Rodrigue César

Personal information
- Full name: Rodrigue Maxime César
- Date of birth: 14 April 1988 (age 36)
- Place of birth: Ducos, Martinique
- Height: 1.85 m (6 ft 1 in)
- Position(s): Midfielder

Team information
- Current team: Colonial
- Number: 10

Youth career
- 2005—2007: F.E.P. Monesie

Senior career*
- Years: Team / Apps / (Gls)
- 2008–2009: US Robert
- 2009–2010: C.O.T.V.
- 2010–2012: Istres / 1 / (0)
- 2012–2016: Béziers / 95 / (3)
- 2016–2018: Agde / 18 / (3)
- 2018–: Colonial / 26 / (2)

International career
- 2010: Martinique / 3 / (0)

= Rodrigue César =

Martiniquais footballer (born 1988)

Rodrigue César (born 14 April 1988) is a Martiniquais footballer who plays as a midfielder for Colonial of the Martinique Championnat National.

==Club career==
In 2008, César signed with Martinique club US Robert.
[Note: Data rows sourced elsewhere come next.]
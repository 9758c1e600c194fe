//! `SQLite` task store.
//!
//! Each operation opens a new connection to the database file. Tasks live in
//! the `tasks` table; their ordered dependency lists live in
//! `task_dependencies`, keyed by position. Dependency targets are not foreign
//! keys because dangling references are allowed.

use crate::error::{Error, Result};
use crate::tasks::models::{Status, Task};
use crate::tasks::status::parse_date;
use crate::traits::{Backend, TaskGateway};
use rusqlite::{params, Connection, ErrorCode, OpenFlags, OptionalExtension};
use std::collections::HashMap;
use std::path::{Path, PathBuf};

const TASK_COLUMNS: &str = "id, name, category, start_date, end_date, status, \
     initial_cost, actual_cost, notes, important";

/// SQLite-based task store.
#[derive(Debug, Clone)]
pub struct SqliteTaskStore {
    db_path: PathBuf,
    create: bool,
}

impl SqliteTaskStore {
    /// Create a store at the given path, creating the file if needed.
    ///
    /// # Errors
    ///
    /// Returns an error if the database cannot be initialized.
    pub fn new(db_path: impl AsRef<Path>) -> Result<Self> {
        Self::connect(db_path, true)
    }

    /// Open a store and check that it answers queries.
    ///
    /// With `create` unset a missing file is not created and the call fails
    /// with [`Error::StoreUnavailable`]. Files that cannot be opened or are
    /// not databases fail the same way.
    ///
    /// # Errors
    ///
    /// Returns `StoreUnavailable` if the database is absent or unreadable,
    /// or another error if schema setup fails.
    pub fn connect(db_path: impl AsRef<Path>, create: bool) -> Result<Self> {
        let store = Self { db_path: db_path.as_ref().to_path_buf(), create };
        if !create && !store.db_path.exists() {
            return Err(Error::StoreUnavailable(format!(
                "database not found at {}",
                store.db_path.display()
            )));
        }
        store.init_schema()?;
        store.health_check()?;
        Ok(store)
    }

    /// Get the database path.
    #[must_use]
    pub fn db_path(&self) -> &Path {
        &self.db_path
    }

    /// Open a connection to the database.
    fn open(&self) -> Result<Connection> {
        let mut flags = OpenFlags::SQLITE_OPEN_READ_WRITE
            | OpenFlags::SQLITE_OPEN_URI
            | OpenFlags::SQLITE_OPEN_NO_MUTEX;
        if self.create {
            if let Some(parent) = self.db_path.parent() {
                std::fs::create_dir_all(parent)?;
            }
            flags |= OpenFlags::SQLITE_OPEN_CREATE;
        }

        let conn = Connection::open_with_flags(&self.db_path, flags).map_err(unavailable)?;
        conn.execute_batch("PRAGMA foreign_keys = ON; PRAGMA journal_mode = WAL;")
            .map_err(unavailable)?;
        Ok(conn)
    }

    /// Initialize the database schema.
    fn init_schema(&self) -> Result<()> {
        let conn = self.open()?;

        conn.execute_batch(
            r"
            CREATE TABLE IF NOT EXISTS tasks (
                id TEXT PRIMARY KEY,
                name TEXT NOT NULL,
                category TEXT NOT NULL DEFAULT 'Other',
                start_date TEXT,
                end_date TEXT,
                status TEXT NOT NULL DEFAULT 'not_started'
                    CHECK (status IN ('not_started', 'in_progress', 'completed', 'delayed')),
                initial_cost REAL NOT NULL DEFAULT 0,
                actual_cost REAL NOT NULL DEFAULT 0,
                notes TEXT NOT NULL DEFAULT '',
                important INTEGER NOT NULL DEFAULT 0,
                created_at TEXT NOT NULL DEFAULT (datetime('now')),
                updated_at TEXT NOT NULL DEFAULT (datetime('now'))
            );

            CREATE TABLE IF NOT EXISTS task_dependencies (
                task_id TEXT NOT NULL REFERENCES tasks(id) ON DELETE CASCADE,
                position INTEGER NOT NULL,
                depends_on TEXT NOT NULL,
                PRIMARY KEY (task_id, position)
            );

            CREATE INDEX IF NOT EXISTS idx_tasks_category ON tasks(category);
            CREATE INDEX IF NOT EXISTS idx_task_dependencies_depends_on
                ON task_dependencies(depends_on);
            ",
        )
        .map_err(unavailable)?;

        Ok(())
    }

    fn health_check(&self) -> Result<()> {
        let conn = self.open()?;
        conn.query_row("SELECT COUNT(*) FROM tasks", [], |row| row.get::<_, i64>(0))
            .map_err(unavailable)?;
        Ok(())
    }

    /// Parse a task from a row, without dependencies.
    fn parse_task(row: &rusqlite::Row) -> rusqlite::Result<Task> {
        let start: Option<String> = row.get(3)?;
        let end: Option<String> = row.get(4)?;
        let status: String = row.get(5)?;

        Ok(Task {
            id: row.get(0)?,
            name: row.get(1)?,
            category: row.get(2)?,
            start_date: start.as_deref().and_then(parse_date),
            end_date: end.as_deref().and_then(parse_date),
            status: Status::from_str(&status).unwrap_or_default(),
            initial_cost: row.get(6)?,
            actual_cost: row.get(7)?,
            dependencies: Vec::new(),
            notes: row.get(8)?,
            important: row.get(9)?,
        })
    }

    fn read_task(conn: &Connection, id: &str) -> Result<Option<Task>> {
        let task = conn
            .query_row(
                &format!("SELECT {TASK_COLUMNS} FROM tasks WHERE id = ?1"),
                params![id],
                Self::parse_task,
            )
            .optional()?;

        let Some(mut task) = task else {
            return Ok(None);
        };
        let mut stmt = conn.prepare(
            "SELECT depends_on FROM task_dependencies WHERE task_id = ?1 ORDER BY position",
        )?;
        task.dependencies =
            stmt.query_map(params![id], |row| row.get(0))?.collect::<rusqlite::Result<_>>()?;
        Ok(Some(task))
    }

    fn read_all(conn: &Connection) -> Result<Vec<Task>> {
        let mut deps: HashMap<String, Vec<String>> = HashMap::new();
        let mut stmt = conn.prepare(
            "SELECT task_id, depends_on FROM task_dependencies ORDER BY task_id, position",
        )?;
        let rows = stmt.query_map([], |row| Ok((row.get::<_, String>(0)?, row.get(1)?)))?;
        for row in rows {
            let (task_id, depends_on) = row?;
            deps.entry(task_id).or_default().push(depends_on);
        }

        let mut stmt = conn.prepare(&format!("SELECT {TASK_COLUMNS} FROM tasks ORDER BY rowid"))?;
        let tasks = stmt
            .query_map([], Self::parse_task)?
            .map(|task| {
                task.map(|mut task| {
                    task.dependencies = deps.remove(&task.id).unwrap_or_default();
                    task
                })
            })
            .collect::<rusqlite::Result<Vec<_>>>()?;
        Ok(tasks)
    }

    fn exists(conn: &Connection, id: &str) -> Result<bool> {
        let exists =
            conn.query_row("SELECT EXISTS(SELECT 1 FROM tasks WHERE id = ?1)", params![id], |row| {
                row.get(0)
            })?;
        Ok(exists)
    }

    /// Insert a task, or overwrite every column of an existing one.
    fn upsert(conn: &Connection, task: &Task) -> Result<()> {
        conn.execute(
            &format!(
                "INSERT INTO tasks ({TASK_COLUMNS}) VALUES (?1, ?2, ?3, ?4, ?5, ?6, ?7, ?8, ?9, ?10)
                 ON CONFLICT(id) DO UPDATE SET
                    name = excluded.name,
                    category = excluded.category,
                    start_date = excluded.start_date,
                    end_date = excluded.end_date,
                    status = excluded.status,
                    initial_cost = excluded.initial_cost,
                    actual_cost = excluded.actual_cost,
                    notes = excluded.notes,
                    important = excluded.important,
                    updated_at = datetime('now')"
            ),
            params![
                task.id,
                task.name,
                task.category,
                task.start_date.map(|d| d.format("%Y-%m-%d").to_string()),
                task.end_date.map(|d| d.format("%Y-%m-%d").to_string()),
                task.status.as_str(),
                task.initial_cost,
                task.actual_cost,
                task.notes,
                task.important,
            ],
        )?;
        Self::write_dependencies(conn, task)
    }

    fn write_dependencies(conn: &Connection, task: &Task) -> Result<()> {
        conn.execute("DELETE FROM task_dependencies WHERE task_id = ?1", params![task.id])?;
        let mut stmt = conn.prepare(
            "INSERT INTO task_dependencies (task_id, position, depends_on) VALUES (?1, ?2, ?3)",
        )?;
        for (position, depends_on) in task.dependencies.iter().enumerate() {
            stmt.execute(params![task.id, position, depends_on])?;
        }
        Ok(())
    }
}

impl TaskGateway for SqliteTaskStore {
    fn fetch_tasks(&self) -> Result<Vec<Task>> {
        let conn = self.open()?;
        Self::read_all(&conn)
    }

    fn save_task(&self, task: &Task, is_new: bool) -> Result<Task> {
        let mut conn = self.open()?;
        let tx = conn.transaction()?;

        let exists = Self::exists(&tx, &task.id)?;
        if is_new && exists {
            return Err(Error::DuplicateTask(task.id.clone()));
        }
        if !is_new && !exists {
            return Err(Error::TaskNotFound(task.id.clone()));
        }

        Self::upsert(&tx, task)?;
        let stored = Self::read_task(&tx, &task.id)?.ok_or_else(|| Error::TaskNotFound(task.id.clone()))?;
        tx.commit()?;
        Ok(stored)
    }

    fn delete_task(&self, id: &str) -> Result<()> {
        let conn = self.open()?;
        let rows = conn.execute("DELETE FROM tasks WHERE id = ?1", params![id])?;
        if rows == 0 {
            return Err(Error::TaskNotFound(id.to_string()));
        }
        Ok(())
    }

    fn sync_tasks(&self, tasks: &[Task]) -> Result<Vec<Task>> {
        let mut conn = self.open()?;
        let tx = conn.transaction()?;
        for task in tasks {
            Self::upsert(&tx, task)?;
        }
        tx.commit()?;
        Self::read_all(&conn)
    }

    fn backend(&self) -> Backend {
        Backend::Database
    }
}

/// Map connection-level failures to [`Error::StoreUnavailable`].
fn unavailable(error: rusqlite::Error) -> Error {
    let code = match &error {
        rusqlite::Error::SqliteFailure(failure, _) => Some(failure.code),
        _ => None,
    };
    match code {
        Some(
            ErrorCode::CannotOpen
            | ErrorCode::NotADatabase
            | ErrorCode::DatabaseCorrupt
            | ErrorCode::DatabaseBusy
            | ErrorCode::DatabaseLocked
            | ErrorCode::PermissionDenied
            | ErrorCode::ReadOnly
            | ErrorCode::SystemIoFailure,
        ) => Error::StoreUnavailable(error.to_string()),
        _ => Error::Database(error),
    }
}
In 2010, he signed with French Ligue 2 side Istres and made his debut on 12 November against Vannes OC.

==International career==
César is a member of the Martinique football team. He made his debut on 26 November 2010 in a 2010 Caribbean Championship match against Grenada. He played three times for Martinique.